» TRY IT: In the reply, include exactly the lines of the entries below from the first to the line with "so malformed path", that line included.

» Dataset items:
#####

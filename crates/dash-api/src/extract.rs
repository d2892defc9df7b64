//! Extractors and request-shape helpers shared by the handlers.
//!
//! [`ApiPath`] and [`ApiJson`] wrap axum's own extractors so malformed path
//! segments and bodies are answered with the JSON error body rather than
//! axum's plain-text rejections.

use axum::{
  Json,
  extract::{FromRequest, FromRequestParts, Path, Request},
  http::request::Parts,
};
use dash_core::query::{Page, SortOrder, parse_choice, parse_page};
use serde::{Deserialize, Deserializer, de::DeserializeOwned};

use crate::error::ApiError;

// ─── Extractors ──────────────────────────────────────────────────────────────

/// Path parameters, e.g. `ApiPath(id): ApiPath<Id>` or
/// `ApiPath((id, topic_id)): ApiPath<(Id, Id)>`.
pub struct ApiPath<T>(pub T);

impl<S, T> FromRequestParts<S> for ApiPath<T>
where
  T: DeserializeOwned + Send,
  S: Send + Sync,
{
  type Rejection = ApiError;

  async fn from_request_parts(parts: &mut Parts, state: &S) -> Result<Self, Self::Rejection> {
    let Path(value) = Path::<T>::from_request_parts(parts, state)
      .await
      .map_err(|e| ApiError::BadRequest(e.body_text()))?;
    Ok(ApiPath(value))
  }
}

/// A JSON request body.
pub struct ApiJson<T>(pub T);

impl<S, T> FromRequest<S> for ApiJson<T>
where
  T: DeserializeOwned,
  S: Send + Sync,
{
  type Rejection = ApiError;

  async fn from_request(req: Request, state: &S) -> Result<Self, Self::Rejection> {
    let Json(value) = Json::<T>::from_request(req, state)
      .await
      .map_err(|e| ApiError::BadRequest(e.body_text()))?;
    Ok(ApiJson(value))
  }
}

// ─── Query parameters ────────────────────────────────────────────────────────

/// Raw list parameters shared by `/handles`, `/topics` and `/users`. Values
/// stay strings here; [`dash_core::query`] parses and validates them.
#[derive(Debug, Default, Deserialize)]
pub struct ListParams {
  pub filter:     Option<String>,
  pub sort:       Option<String>,
  #[serde(rename = "sortOrder")]
  pub sort_order: Option<String>,
  pub page:       Option<String>,
  #[serde(rename = "pageSize")]
  pub page_size:  Option<String>,
  pub related:    Option<String>,
}

impl ListParams {
  pub fn order(&self) -> Result<SortOrder, ApiError> {
    Ok(parse_choice("sortOrder", self.sort_order.as_deref(), SortOrder::Asc)?)
  }

  pub fn page(&self) -> Result<Page, ApiError> {
    Ok(parse_page(self.page.as_deref(), self.page_size.as_deref())?)
  }
}

/// `?related=...` on single-resource reads.
#[derive(Debug, Default, Deserialize)]
pub struct RelatedParams {
  pub related: Option<String>,
}

// ─── Body helpers ────────────────────────────────────────────────────────────

/// Distinguish an absent field (`None`) from an explicit `null`
/// (`Some(None)`). Use with `#[serde(default, deserialize_with = "nullable")]`.
pub fn nullable<'de, T, D>(de: D) -> Result<Option<Option<T>>, D::Error>
where
  T: Deserialize<'de>,
  D: Deserializer<'de>,
{
  Option::<T>::deserialize(de).map(Some)
}

/// Trim `value` and reject it if empty.
pub fn required(field: &'static str, value: &str) -> Result<String, ApiError> {
  let trimmed = value.trim();
  if trimmed.is_empty() {
    return Err(
      dash_core::Error::validation(field, format!("[{field:?} is not allowed to be empty]")).into(),
    );
  }
  Ok(trimmed.to_owned())
}
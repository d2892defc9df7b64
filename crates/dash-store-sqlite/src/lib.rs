//! SQLite backend for the dashboard store.
//!
//! Wraps [`tokio_rusqlite`] so all database access runs on a dedicated thread
//! without blocking the async runtime.

mod encode;
mod schema;
mod store;

pub mod error;

pub use error::{Error, Result};
pub use schema::LATEST_VERSION;
pub use store::SqliteStore;

#[cfg(test)]
mod tests;
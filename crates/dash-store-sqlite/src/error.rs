//! Error type for `dash-store-sqlite`.

use dash_core::store::StoreError;
use thiserror::Error;

#[derive(Debug, Error)]
pub enum Error {
  #[error(transparent)]
  Core(#[from] dash_core::Error),

  #[error("database error: {0}")]
  Database(tokio_rusqlite::Error),

  #[error("json error: {0}")]
  Json(#[from] serde_json::Error),

  #[error("unknown schema version {0}")]
  UnknownVersion(u32),
}

pub type Result<T, E = Error> = std::result::Result<T, E>;

impl From<tokio_rusqlite::Error> for Error {
  fn from(e: tokio_rusqlite::Error) -> Self {
    if let tokio_rusqlite::Error::Rusqlite(rusqlite::Error::SqliteFailure(failure, Some(msg))) = &e
      && failure.code == rusqlite::ErrorCode::ConstraintViolation
      && let Some(target) = msg.strip_prefix("UNIQUE constraint failed: ")
    {
      return Error::Core(dash_core::Error::Conflict(conflict_message(target)));
    }
    Error::Database(e)
  }
}

impl StoreError for Error {
  fn as_domain(&self) -> Option<&dash_core::Error> {
    match self {
      Error::Core(e) => Some(e),
      _ => None,
    }
  }
}

/// Human-readable message for a violated unique constraint, keyed by the
/// `table.column` list SQLite reports.
fn conflict_message(target: &str) -> String {
  match target {
    "user.email" => "Email already in use.".to_owned(),
    "handle.uid" => "Handle is already tracked".to_owned(),
    "handle.username" => "Username is already tracked".to_owned(),
    "handle_topic.handle_id, handle_topic.topic_id" => "Topic already attached".to_owned(),
    "infographic.name" => "Infographic already registered".to_owned(),
    "tweet.id" => "Tweet already stored".to_owned(),
    other => format!("duplicate value for {other}"),
  }
}

#[cfg(test)]
mod tests {
  use super::*;

  #[test]
  fn unique_violations_become_conflicts() {
    let failure = rusqlite::Error::SqliteFailure(
      rusqlite::ffi::Error {
        code:          rusqlite::ErrorCode::ConstraintViolation,
        extended_code: 2067,
      },
      Some("UNIQUE constraint failed: user.email".to_owned()),
    );
    let err = Error::from(tokio_rusqlite::Error::Rusqlite(failure));
    match err.as_domain() {
      Some(dash_core::Error::Conflict(msg)) => assert_eq!(msg, "Email already in use."),
      other => panic!("expected conflict, got {other:?}"),
    }
  }

  #[test]
  fn other_failures_stay_infrastructure_errors() {
    let err = Error::from(tokio_rusqlite::Error::Rusqlite(rusqlite::Error::InvalidQuery));
    assert!(err.as_domain().is_none());
  }
}
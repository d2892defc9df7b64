//! Narrow interfaces over the third-party services the dashboard talks to.
//!
//! Implementations live in `dash-services`; tests substitute in-process fakes.
//! The traits are object-safe (`async-trait`) so the API state can hold them as
//! `Arc<dyn ...>` without threading extra generic parameters through every
//! handler.

use async_trait::async_trait;
use chrono::{DateTime, Utc};
use serde::{Deserialize, Serialize};

use crate::ServiceError;

// ─── Influence score ─────────────────────────────────────────────────────────

/// Current score plus its recent movement.
#[derive(Debug, Clone, PartialEq, Serialize, Deserialize)]
pub struct InfluenceScore {
  pub score:        f64,
  pub day_change:   f64,
  pub week_change:  f64,
  pub month_change: f64,
}

#[async_trait]
pub trait InfluenceService: Send + Sync {
  /// Resolve a social username to its influence identity. `Ok(None)` when
  /// the service has no identity for the user.
  async fn identity(&self, username: &str) -> Result<Option<String>, ServiceError>;

  /// Fetch the current score for an influence identity.
  async fn score(&self, identity: &str) -> Result<InfluenceScore, ServiceError>;
}

// ─── Social network ──────────────────────────────────────────────────────────

/// Public profile of a social-network account.
#[derive(Debug, Clone, PartialEq, Serialize, Deserialize)]
pub struct SocialProfile {
  pub uid:      i64,
  pub username: String,
  pub name:     String,
  /// The raw profile object, stored verbatim on the handle.
  pub profile:  serde_json::Value,
}

/// A status to publish.
#[derive(Debug, Clone, Default, PartialEq)]
pub struct StatusUpdate {
  pub text:        String,
  pub in_reply_to: Option<String>,
  pub media_ids:   Vec<String>,
}

/// A status as returned by the network after publishing.
#[derive(Debug, Clone, PartialEq, Serialize, Deserialize)]
pub struct PostedStatus {
  pub id:          String,
  pub text:        String,
  pub in_reply_to: Option<String>,
  pub author_uid:  i64,
  pub created_at:  DateTime<Utc>,
}

#[async_trait]
pub trait SocialService: Send + Sync {
  async fn user_profile(&self, username: &str) -> Result<SocialProfile, ServiceError>;

  async fn update_status(&self, update: StatusUpdate) -> Result<PostedStatus, ServiceError>;

  /// Upload media bytes and return the media id to attach to a status.
  async fn upload_media(&self, bytes: Vec<u8>) -> Result<String, ServiceError>;

  async fn retweet(&self, status_id: &str) -> Result<(), ServiceError>;

  async fn favorite(&self, status_id: &str) -> Result<(), ServiceError>;

  async fn unfavorite(&self, status_id: &str) -> Result<(), ServiceError>;
}

// ─── Mail ────────────────────────────────────────────────────────────────────

#[derive(Debug, Clone, PartialEq, Serialize)]
pub struct Email {
  pub to:       String,
  pub subject:  String,
  /// Template name, e.g. `set-password`.
  pub template: String,
  pub context:  serde_json::Value,
}

#[async_trait]
pub trait Mailer: Send + Sync {
  async fn send(&self, email: Email) -> Result<(), ServiceError>;
}

// ─── File storage ────────────────────────────────────────────────────────────

#[async_trait]
pub trait FileStore: Send + Sync {
  /// Read a stored file. [`ServiceError::NotFound`] when it does not exist.
  async fn fetch(&self, name: &str) -> Result<Vec<u8>, ServiceError>;

  /// Size in bytes of a stored file.
  async fn size(&self, name: &str) -> Result<u64, ServiceError>;
}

#####

» ANSWER BELOW:
filename crates/dash-api/src/extract.rs
repository d2892defc9df7b64
//! Extractors and request-shape helpers shared by the handlers.
//!
//! [`ApiPath`] and [`ApiJson`] wrap axum's own extractors so malformed path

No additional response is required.